╭─ Information provided

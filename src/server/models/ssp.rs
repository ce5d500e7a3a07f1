//! Stale synchronous parallel model.

use crate::mailbox::{Flag, Message, TableId};
use crate::server::{Clock, PendingBuffer, ProgressTracker, Storage};
use crate::utils::ParasyncError;

/// Applies Adds immediately. A Get from a worker more than `staleness`
/// clocks ahead of the min clock is deferred until the min clock reaches
/// `progress - staleness`.
pub struct SspModel {
    model_id: TableId,
    staleness: u64,
    storage: Box<dyn Storage>,
    tracker: ProgressTracker,
    buffer: PendingBuffer,
}

impl SspModel {
    pub fn new(
        model_id: TableId,
        staleness: u64,
        storage: Box<dyn Storage>,
    ) -> Self {
        SspModel {
            model_id,
            staleness,
            storage,
            tracker: ProgressTracker::new(),
            buffer: PendingBuffer::new(),
        }
    }

    pub fn model_id(&self) -> TableId {
        self.model_id
    }

    pub fn tracker(&self) -> &ProgressTracker {
        &self.tracker
    }

    /// Number of messages deferred until min clock reaches `clock`.
    pub fn pending_at(&self, clock: Clock) -> usize {
        self.buffer.size(clock)
    }

    pub fn add(
        &mut self,
        msg: Message,
    ) -> Result<Vec<Message>, ParasyncError> {
        self.storage.add(&msg)?;
        Ok(vec![])
    }

    pub fn get(
        &mut self,
        msg: Message,
    ) -> Result<Vec<Message>, ParasyncError> {
        if let Some(progress) = self.tracker.progress(msg.meta.sender) {
            let min_clock = self.tracker.min_clock();
            if progress - min_clock > self.staleness {
                self.buffer.push(progress - self.staleness, msg);
                return Ok(vec![]);
            }
        }
        Ok(vec![self.storage.get(&msg)?])
    }

    pub fn clock(
        &mut self,
        msg: Message,
    ) -> Result<Vec<Message>, ParasyncError> {
        let sender = msg.meta.sender;
        if !self.tracker.contains(sender) {
            pf_debug!("table {} ignoring clock of {}", self.model_id, sender);
            return Ok(vec![]);
        }
        let min_clock =
            match self.tracker.advance_and_get_changed_min_clock(sender) {
                Some(c) => c,
                None => return Ok(vec![]),
            };

        let mut replies = vec![];
        for pending in self.buffer.pop(min_clock) {
            match pending.meta.flag {
                Flag::Add => self.storage.add(&pending)?,
                Flag::Get => replies.push(self.storage.get(&pending)?),
                flag => {
                    pf_warn!("unexpected {:?} in pending buffer", flag);
                }
            }
        }
        Ok(replies)
    }

    pub fn reset_worker(
        &mut self,
        msg: Message,
    ) -> Result<Vec<Message>, ParasyncError> {
        let tids = super::reset_tids(&msg)?;
        self.tracker.init(&tids);
        self.buffer.clear();
        Ok(vec![msg.reply(msg.meta.flag)])
    }
}

#[cfg(test)]
mod ssp_tests {
    use super::super::test_helpers::*;
    use super::*;
    use crate::server::StorageType;

    fn new_model(staleness: u64) -> SspModel {
        let mut model =
            SspModel::new(0, staleness, StorageType::Map.new_storage::<i64>());
        model.reset_worker(reset(0, &[w(0), w(1)])).unwrap();
        model
    }

    #[test]
    fn adds_apply_immediately() -> Result<(), ParasyncError> {
        let mut model = new_model(1);
        model.add(add(0, w(0), &[3], &[2]))?;
        assert_eq!(vals_of(&model.get(get(0, w(1), &[3]))?[0]), vec![2]);
        Ok(())
    }

    #[test]
    fn get_within_bound_served() -> Result<(), ParasyncError> {
        let mut model = new_model(2);
        model.clock(clock(0, w(0)))?;
        model.clock(clock(0, w(0)))?;
        // progress 2, min 0, lag 2 <= 2
        assert_eq!(model.get(get(0, w(0), &[1]))?.len(), 1);
        Ok(())
    }

    #[test]
    fn get_deferred_then_released() -> Result<(), ParasyncError> {
        let mut model = new_model(1);
        model.clock(clock(0, w(0)))?;
        model.clock(clock(0, w(0)))?;
        // progress 2, min 0, lag 2 > 1: deferred until min reaches 1
        assert!(model.get(get(0, w(0), &[4]))?.is_empty());
        assert_eq!(model.pending_at(1), 1);

        model.add(add(0, w(1), &[4], &[9]))?;
        let replies = model.clock(clock(0, w(1)))?;
        assert_eq!(model.tracker().min_clock(), 1);
        assert_eq!(replies.len(), 1);
        assert_eq!(replies[0].meta.recver, w(0));
        assert_eq!(vals_of(&replies[0]), vec![9]);
        assert_eq!(model.pending_at(1), 0);
        Ok(())
    }

    #[test]
    fn deferred_keyed_by_bound() -> Result<(), ParasyncError> {
        let mut model = new_model(0);
        for _ in 0..3 {
            model.clock(clock(0, w(0)))?;
        }
        // progress 3, staleness 0: served only once min reaches 3
        assert!(model.get(get(0, w(0), &[1]))?.is_empty());
        assert_eq!(model.pending_at(3), 1);
        assert!(model.clock(clock(0, w(1)))?.is_empty());
        assert!(model.clock(clock(0, w(1)))?.is_empty());
        assert_eq!(model.clock(clock(0, w(1)))?.len(), 1);
        Ok(())
    }
}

╰─

> [About this task]: Filter the records, keeping only lines that contain "ProgressTracker", and show those lines.

> [Output]:
use crate::server::{Clock, PendingBuffer, ProgressTracker, Storage};
    tracker: ProgressTracker,
            tracker: ProgressTracker::new(),
    pub fn tracker(&self) -> &ProgressTracker {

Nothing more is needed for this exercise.